Saved data entries
********
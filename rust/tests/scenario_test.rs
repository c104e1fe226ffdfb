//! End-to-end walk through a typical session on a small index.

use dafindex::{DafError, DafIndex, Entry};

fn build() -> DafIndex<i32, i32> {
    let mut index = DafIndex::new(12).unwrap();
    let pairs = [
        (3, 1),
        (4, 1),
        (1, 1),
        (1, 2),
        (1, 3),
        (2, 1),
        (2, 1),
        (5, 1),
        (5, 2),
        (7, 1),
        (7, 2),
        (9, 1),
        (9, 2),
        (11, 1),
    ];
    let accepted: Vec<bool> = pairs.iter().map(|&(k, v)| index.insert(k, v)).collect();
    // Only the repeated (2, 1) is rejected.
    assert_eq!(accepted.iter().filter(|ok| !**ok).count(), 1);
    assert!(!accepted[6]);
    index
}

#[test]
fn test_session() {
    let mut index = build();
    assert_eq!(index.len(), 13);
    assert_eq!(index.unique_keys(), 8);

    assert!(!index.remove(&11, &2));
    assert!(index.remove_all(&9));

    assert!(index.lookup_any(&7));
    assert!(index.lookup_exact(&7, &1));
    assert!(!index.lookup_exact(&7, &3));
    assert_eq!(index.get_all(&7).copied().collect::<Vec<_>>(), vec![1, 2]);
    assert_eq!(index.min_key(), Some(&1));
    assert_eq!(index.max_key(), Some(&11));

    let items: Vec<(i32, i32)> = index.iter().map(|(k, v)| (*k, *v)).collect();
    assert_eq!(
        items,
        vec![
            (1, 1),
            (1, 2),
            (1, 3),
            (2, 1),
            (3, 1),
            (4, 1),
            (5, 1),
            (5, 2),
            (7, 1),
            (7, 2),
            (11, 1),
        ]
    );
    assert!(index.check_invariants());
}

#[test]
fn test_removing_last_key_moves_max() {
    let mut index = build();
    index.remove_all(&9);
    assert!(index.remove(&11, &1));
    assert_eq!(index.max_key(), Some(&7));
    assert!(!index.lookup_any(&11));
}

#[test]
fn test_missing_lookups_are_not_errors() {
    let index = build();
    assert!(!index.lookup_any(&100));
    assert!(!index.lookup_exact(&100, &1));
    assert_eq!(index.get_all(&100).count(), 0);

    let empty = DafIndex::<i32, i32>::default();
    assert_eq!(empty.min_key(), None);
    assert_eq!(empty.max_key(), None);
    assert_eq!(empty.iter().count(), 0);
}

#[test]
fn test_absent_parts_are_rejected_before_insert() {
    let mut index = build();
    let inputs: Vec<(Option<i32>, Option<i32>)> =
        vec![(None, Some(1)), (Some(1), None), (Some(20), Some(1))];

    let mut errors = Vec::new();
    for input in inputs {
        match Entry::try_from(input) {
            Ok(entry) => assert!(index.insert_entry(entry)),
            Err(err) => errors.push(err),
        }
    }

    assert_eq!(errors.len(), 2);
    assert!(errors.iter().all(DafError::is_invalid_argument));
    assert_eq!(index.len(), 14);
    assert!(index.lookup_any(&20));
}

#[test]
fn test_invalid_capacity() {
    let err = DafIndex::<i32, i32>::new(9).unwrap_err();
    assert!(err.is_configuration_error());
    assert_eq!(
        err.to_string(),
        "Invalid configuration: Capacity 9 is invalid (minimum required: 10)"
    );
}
********
**Exercise objective**
The "assert!(index.check_invariants());" line through the last line above: set these down exactly and add nothing else.

**Exercise response**
    assert!(index.check_invariants());
}

#[test]
fn test_removing_last_key_moves_max() {
    let mut index = build();
    index.remove_all(&9);
    assert!(index.remove(&11, &1));
    assert_eq!(index.max_key(), Some(&7));
    assert!(!index.lookup_any(&11));
}

#[test]
fn test_missing_lookups_are_not_errors() {
    let index = build();
    assert!(!index.lookup_any(&100));
    assert!(!index.lookup_exact(&100, &1));
    assert_eq!(index.get_all(&100).count(), 0);

    let empty = DafIndex::<i32, i32>::default();
    assert_eq!(empty.min_key(), None);
    assert_eq!(empty.max_key(), None);
    assert_eq!(empty.iter().count(), 0);
}

#[test]
fn test_absent_parts_are_rejected_before_insert() {
    let mut index = build();
    let inputs: Vec<(Option<i32>, Option<i32>)> =
        vec![(None, Some(1)), (Some(1), None), (Some(20), Some(1))];

    let mut errors = Vec::new();
    for input in inputs {
        match Entry::try_from(input) {
            Ok(entry) => assert!(index.insert_entry(entry)),
            Err(err) => errors.push(err),
        }
    }

    assert_eq!(errors.len(), 2);
    assert!(errors.iter().all(DafError::is_invalid_argument));
    assert_eq!(index.len(), 14);
    assert!(index.lookup_any(&20));
}

#[test]
fn test_invalid_capacity() {
    let err = DafIndex::<i32, i32>::new(9).unwrap_err();
    assert!(err.is_configuration_error());
    assert_eq!(
        err.to_string(),
        "Invalid configuration: Capacity 9 is invalid (minimum required: 10)"
    );
}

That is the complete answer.